Four years later, Zeiler’s New York City-based startup, Clarifai, is widely seen as one of the most promising in the crowded, buzzy field of machine learning. Clarifai offers image- and video-recognition tools for developers that rival those from Google, Microsoft and others. Much as Stripe and Twilio make it easy for programmers to tap into payments and communications capabilities, Clarifai gives its customers access to cutting-edge AI techniques that would cost millions to replicate. Companies like Unilever, BuzzFeed, Ubisoft and Staples U.K., as well as makers of medical devices and drones, use Clarifai to automatically analyze millions of images and videos. One of the company’s 100 or so customers, i-Nside, makes a smartphone accessory for imaging the inside of an eardrum and diagnosing ear diseases. Revenue, while still small, is expected to reach $10 million as early as next year, according to people close to the company.
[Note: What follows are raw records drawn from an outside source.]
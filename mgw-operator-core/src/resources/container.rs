use std::collections::BTreeMap;

use k8s_openapi::{
    api::core::v1::{
        Container, ContainerPort, EnvVar, HTTPGetAction, Probe, ResourceRequirements, VolumeMount,
    },
    apimachinery::pkg::{api::resource::Quantity, util::intstr::IntOrString},
};

use super::{
    config::{MgwSettings, RegistryConfig, OBSERVABILITY_PROMETHEUS_PORT},
    layer::{
        ConfigurationLayer, ProbeTuning, RESOURCE_LIMIT_CPU, RESOURCE_LIMIT_MEMORY,
        RESOURCE_REQUEST_CPU, RESOURCE_REQUEST_MEMORY,
    },
    quantity::parse_quantity,
    workload::WorkloadDefinition,
    SynthesisError, SynthesisWarning, Synthesized,
};

pub const HEALTH_CHECK_PATH: &str = "/health";
pub const HEALTH_CHECK_SCHEME: &str = "HTTPS";
pub const PROBE_TIMEOUT_SECONDS: i32 = 1;
pub const IMAGE_PULL_POLICY: &str = "Always";

const ENV_KEY_VALUE_SEPARATOR: char = '=';

/// Everything about the microgateway container that can fail, settled before any
/// cluster object is touched.
#[derive(Debug, Clone, PartialEq)]
pub struct ContainerPlan {
    pub name: String,
    pub image: String,
    pub resources: ResourceRequirements,
    pub tuning: ProbeTuning,
    pub env: Vec<EnvVar>,
}

/// Validates the layer's budget and the workload's env entries and picks the image.
pub fn plan(
    workload: &WorkloadDefinition,
    layer: &ConfigurationLayer,
    registry: &RegistryConfig,
) -> Result<Synthesized<ContainerPlan>, SynthesisError> {
    let mut result = Synthesized::new(());

    let resources = result.absorb(resource_budget(layer)?);
    let tuning = result.absorb(layer.probe_tuning());
    let env = merge_env(&registry.env, &workload.environment_variables)?;
    let image = workload
        .image_override()
        .unwrap_or(registry.image_path.as_str())
        .to_owned();

    Ok(result.map(|_| ContainerPlan {
        name: workload.container_name(),
        image,
        resources,
        tuning,
        env,
    }))
}

impl ContainerPlan {
    pub fn into_container(
        self,
        settings: &MgwSettings,
        volume_mounts: Vec<VolumeMount>,
    ) -> Container {
        Container {
            name: self.name,
            image: Some(self.image),
            image_pull_policy: Some(IMAGE_PULL_POLICY.to_owned()),
            resources: Some(self.resources),
            volume_mounts: Some(volume_mounts),
            env: Some(self.env),
            ports: Some(container_ports(settings)),
            readiness_probe: Some(https_health_probe(
                settings.https_port,
                self.tuning.readiness_initial_delay,
                self.tuning.readiness_period,
            )),
            liveness_probe: Some(https_health_probe(
                settings.https_port,
                self.tuning.liveness_initial_delay,
                self.tuning.liveness_period,
            )),
            ..Default::default()
        }
    }
}

/// Builds the microgateway container serving the workload's API.
pub fn assemble(
    workload: &WorkloadDefinition,
    layer: &ConfigurationLayer,
    registry: &RegistryConfig,
    settings: &MgwSettings,
    volume_mounts: Vec<VolumeMount>,
) -> Result<Synthesized<Container>, SynthesisError> {
    Ok(plan(workload, layer, registry)?.map(|plan| plan.into_container(settings, volume_mounts)))
}

/// Requests and limits from the layer. Unset quantities are left out, malformed ones are fatal.
pub fn resource_budget(
    layer: &ConfigurationLayer,
) -> Result<Synthesized<ResourceRequirements>, SynthesisError> {
    let mut result = Synthesized::new(());

    let requests = quantities(
        layer,
        [("cpu", RESOURCE_REQUEST_CPU), ("memory", RESOURCE_REQUEST_MEMORY)],
        &mut result,
    )?;
    let limits = quantities(
        layer,
        [("cpu", RESOURCE_LIMIT_CPU), ("memory", RESOURCE_LIMIT_MEMORY)],
        &mut result,
    )?;

    Ok(result.map(|_| ResourceRequirements {
        requests: (!requests.is_empty()).then_some(requests),
        limits: (!limits.is_empty()).then_some(limits),
        ..Default::default()
    }))
}

fn quantities(
    layer: &ConfigurationLayer,
    keys: [(&str, &'static str); 2],
    result: &mut Synthesized<()>,
) -> Result<BTreeMap<String, Quantity>, SynthesisError> {
    let mut list = BTreeMap::new();

    for (resource, key) in keys {
        match layer.get(key) {
            None => result.warn(SynthesisWarning::MissingQuantity { key }),
            Some(raw) => {
                let quantity = parse_quantity(raw).ok_or_else(|| SynthesisError::InvalidQuantity {
                    key,
                    value: raw.to_owned(),
                })?;

                list.insert(resource.to_owned(), quantity);
            }
        }
    }

    Ok(list)
}

/// Splits a `KEY=VALUE` entry on the first separator only.
pub fn parse_env_var(raw: &str) -> Result<EnvVar, SynthesisError> {
    let (name, value) = raw
        .split_once(ENV_KEY_VALUE_SEPARATOR)
        .ok_or_else(|| SynthesisError::MalformedEnvVar(raw.to_owned()))?;

    Ok(EnvVar {
        name: name.to_owned(),
        value: Some(value.to_owned()),
        ..Default::default()
    })
}

/// Registry defaults first, workload entries appended after them as given.
pub fn merge_env(defaults: &[EnvVar], overrides: &[String]) -> Result<Vec<EnvVar>, SynthesisError> {
    let mut env = defaults.to_vec();

    for raw in overrides {
        env.push(parse_env_var(raw)?);
    }

    Ok(env)
}

pub fn container_ports(settings: &MgwSettings) -> Vec<ContainerPort> {
    let mut ports = vec![
        container_port("http", settings.http_port),
        container_port("https", settings.https_port),
    ];

    if settings.observability_enabled {
        ports.push(container_port("metrics", OBSERVABILITY_PROMETHEUS_PORT));
    }

    ports
}

fn container_port(name: &str, port: i32) -> ContainerPort {
    ContainerPort {
        name: Some(name.to_owned()),
        container_port: port,
        ..Default::default()
    }
}

pub fn https_health_probe(https_port: i32, initial_delay: i32, period: i32) -> Probe {
    Probe {
        http_get: Some(HTTPGetAction {
            path: Some(HEALTH_CHECK_PATH.to_owned()),
            port: IntOrString::Int(https_port),
            scheme: Some(HEALTH_CHECK_SCHEME.to_owned()),
            ..Default::default()
        }),
        initial_delay_seconds: Some(initial_delay),
        period_seconds: Some(period),
        timeout_seconds: Some(PROBE_TIMEOUT_SECONDS),
        ..Default::default()
    }
}

#[cfg(test)]
mod tests {
    use std::collections::BTreeMap;

    use k8s_openapi::{
        api::core::v1::{EnvVar, VolumeMount},
        apimachinery::pkg::{api::resource::Quantity, util::intstr::IntOrString},
    };

    use crate::resources::{
        config::{MgwSettings, RegistryConfigBuilder},
        layer::ConfigurationLayer,
        workload::WorkloadDefinitionBuilder,
        SynthesisError, SynthesisWarning,
    };

    use super::{assemble, container_ports, merge_env, parse_env_var, plan, resource_budget};

    fn layer(entries: &[(&str, &str)]) -> ConfigurationLayer {
        ConfigurationLayer {
            namespace: Some("wso2-system".to_owned()),
            data: entries
                .iter()
                .map(|(key, value)| (key.to_string(), value.to_string()))
                .collect(),
        }
    }

    fn full_budget() -> ConfigurationLayer {
        layer(&[
            ("resourceRequestCPU", "100m"),
            ("resourceRequestMemory", "256Mi"),
            ("resourceLimitCPU", "500m"),
            ("resourceLimitMemory", "512Mi"),
            ("readinessProbeInitialDelaySeconds", "8"),
            ("readinessProbePeriodSeconds", "5"),
            ("livenessProbeInitialDelaySeconds", "10"),
            ("livenessProbePeriodSeconds", "30"),
        ])
    }

    fn env(name: &str, value: &str) -> EnvVar {
        EnvVar {
            name: name.to_owned(),
            value: Some(value.to_owned()),
            ..Default::default()
        }
    }

    #[test]
    fn env_splits_on_first_separator() {
        assert_eq!(parse_env_var("A=B=C").unwrap(), env("A", "B=C"));
        assert_eq!(parse_env_var("EMPTY=").unwrap(), env("EMPTY", ""));
    }

    #[test]
    fn env_without_separator_is_rejected() {
        assert!(matches!(
            parse_env_var("A"),
            Err(SynthesisError::MalformedEnvVar(raw)) if raw == "A"
        ));
    }

    #[test]
    fn merge_appends_without_deduplicating() {
        let merged = merge_env(
            &[env("LOG_LEVEL", "info")],
            &["LOG_LEVEL=debug".to_owned(), "JAVA_OPTS=-Xmx=1g".to_owned()],
        )
        .unwrap();

        assert_eq!(
            merged,
            vec![
                env("LOG_LEVEL", "info"),
                env("LOG_LEVEL", "debug"),
                env("JAVA_OPTS", "-Xmx=1g"),
            ]
        );
    }

    #[test]
    fn ports_without_observability() {
        let ports = container_ports(&MgwSettings::default());

        assert_eq!(
            ports.iter().map(|p| p.container_port).collect::<Vec<_>>(),
            vec![9090, 9095]
        );
    }

    #[test]
    fn observability_port_comes_last() {
        let settings = MgwSettings {
            observability_enabled: true,
            ..Default::default()
        };
        let ports = container_ports(&settings);

        assert_eq!(
            ports.iter().map(|p| p.container_port).collect::<Vec<_>>(),
            vec![9090, 9095, 9797]
        );
    }

    #[test]
    fn budget_reads_all_quantities() {
        let budget = resource_budget(&full_budget()).unwrap();

        assert!(!budget.is_degraded());
        assert_eq!(
            budget.value.requests,
            Some(BTreeMap::from([
                ("cpu".to_owned(), Quantity("100m".to_owned())),
                ("memory".to_owned(), Quantity("256Mi".to_owned())),
            ]))
        );
        assert_eq!(
            budget.value.limits.unwrap().get("cpu"),
            Some(&Quantity("500m".to_owned()))
        );
    }

    #[test]
    fn unparseable_cpu_limit_is_fatal() {
        let mut broken = full_budget();
        broken
            .data
            .insert("resourceLimitCPU".to_owned(), "half a core".to_owned());

        let workload = WorkloadDefinitionBuilder::default()
            .name("orders")
            .namespace("team-a")
            .build()
            .unwrap();
        let result = assemble(
            &workload,
            &broken,
            &Default::default(),
            &MgwSettings::default(),
            Vec::new(),
        );

        assert!(matches!(
            result,
            Err(SynthesisError::InvalidQuantity { key: "resourceLimitCPU", .. })
        ));
    }

    #[test]
    fn unset_quantities_are_left_out() {
        let budget = resource_budget(&layer(&[("resourceLimitMemory", "1Gi")])).unwrap();

        assert!(budget.value.requests.is_none());
        assert_eq!(budget.value.limits.as_ref().map(|l| l.len()), Some(1));
        assert_eq!(
            budget.warnings,
            vec![
                SynthesisWarning::MissingQuantity { key: "resourceRequestCPU" },
                SynthesisWarning::MissingQuantity { key: "resourceRequestMemory" },
                SynthesisWarning::MissingQuantity { key: "resourceLimitCPU" },
            ]
        );
    }

    #[test]
    fn assembles_container_from_layer_and_registry() {
        let workload = WorkloadDefinitionBuilder::default()
            .name("orders")
            .namespace("team-a")
            .replicas(2)
            .environment_variables(vec!["LOG_LEVEL=debug".to_owned()])
            .build()
            .unwrap();
        let registry = RegistryConfigBuilder::default()
            .image_path("registry/mgw:1.0")
            .env(vec![env("JAVA_OPTS", "-Xms256m")])
            .build()
            .unwrap();

        let container = assemble(
            &workload,
            &full_budget(),
            &registry,
            &MgwSettings::default(),
            Vec::new(),
        )
        .unwrap()
        .value;

        assert_eq!(container.name, "mgworders");
        assert_eq!(container.image.as_deref(), Some("registry/mgw:1.0"));
        assert_eq!(container.image_pull_policy.as_deref(), Some("Always"));
        assert_eq!(
            container.env.unwrap(),
            vec![env("JAVA_OPTS", "-Xms256m"), env("LOG_LEVEL", "debug")]
        );

        let readiness = container.readiness_probe.unwrap();
        assert_eq!(readiness.initial_delay_seconds, Some(8));
        assert_eq!(readiness.period_seconds, Some(5));
        assert_eq!(readiness.timeout_seconds, Some(1));
        let http_get = readiness.http_get.unwrap();
        assert_eq!(http_get.path.as_deref(), Some("/health"));
        assert_eq!(http_get.port, IntOrString::Int(9095));
        assert_eq!(http_get.scheme.as_deref(), Some("HTTPS"));

        let liveness = container.liveness_probe.unwrap();
        assert_eq!(liveness.initial_delay_seconds, Some(10));
        assert_eq!(liveness.period_seconds, Some(30));
    }

    #[test]
    fn workload_image_overrides_registry_default() {
        let workload = WorkloadDefinitionBuilder::default()
            .name("orders")
            .namespace("team-a")
            .image("registry/orders-gw:3.1")
            .build()
            .unwrap();
        let registry = RegistryConfigBuilder::default()
            .image_path("registry/mgw:1.0")
            .build()
            .unwrap();

        let container = assemble(
            &workload,
            &full_budget(),
            &registry,
            &MgwSettings::default(),
            Vec::new(),
        )
        .unwrap()
        .value;

        assert_eq!(container.image.as_deref(), Some("registry/orders-gw:3.1"));
    }

    #[test]
    fn missing_images_leave_an_empty_reference() {
        let workload = WorkloadDefinitionBuilder::default()
            .name("orders")
            .namespace("team-a")
            .build()
            .unwrap();

        let container = assemble(
            &workload,
            &full_budget(),
            &Default::default(),
            &MgwSettings::default(),
            Vec::new(),
        )
        .unwrap()
        .value;

        assert_eq!(container.image.as_deref(), Some(""));
    }

    #[test]
    fn plan_rejects_malformed_env_before_any_mount_is_known() {
        let workload = WorkloadDefinitionBuilder::default()
            .name("orders")
            .namespace("team-a")
            .environment_variables(vec!["LOG_LEVEL=debug".to_owned(), "BROKEN".to_owned()])
            .build()
            .unwrap();

        let result = plan(&workload, &full_budget(), &Default::default());

        assert!(matches!(
            result,
            Err(SynthesisError::MalformedEnvVar(raw)) if raw == "BROKEN"
        ));
    }

    #[test]
    fn planned_container_takes_mounts_and_settings_afterwards() {
        let workload = WorkloadDefinitionBuilder::default()
            .name("orders")
            .namespace("team-a")
            .build()
            .unwrap();
        let settings = MgwSettings {
            https_port: 9443,
            ..Default::default()
        };

        let planned = plan(&workload, &full_budget(), &Default::default()).unwrap();
        assert!(!planned.is_degraded());

        let container = planned.value.into_container(
            &settings,
            vec![VolumeMount {
                name: "mgw-conf-configmap".to_owned(),
                mount_path: "/home/ballerina/conf".to_owned(),
                ..Default::default()
            }],
        );

        assert_eq!(container.name, "mgworders");
        assert_eq!(container.volume_mounts.map(|m| m.len()), Some(1));
        assert_eq!(
            container.liveness_probe.unwrap().http_get.unwrap().port,
            IntOrString::Int(9443)
        );
    }
}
That Clarifai has made it this far is, in and of itself, remarkable. In the past few years, AI – in particular a form of it called deep learning or deep neural networks – has emerged as the Next Big Thing in tech. Deep-learning techniques work loosely like the brain, with layers of “neurons” connected with “synapses.” The techniques are leading to substantial breakthroughs in areas like image and speech recognition, which in turn are ushering in advances in everything from medicine to self-driving cars to robotics.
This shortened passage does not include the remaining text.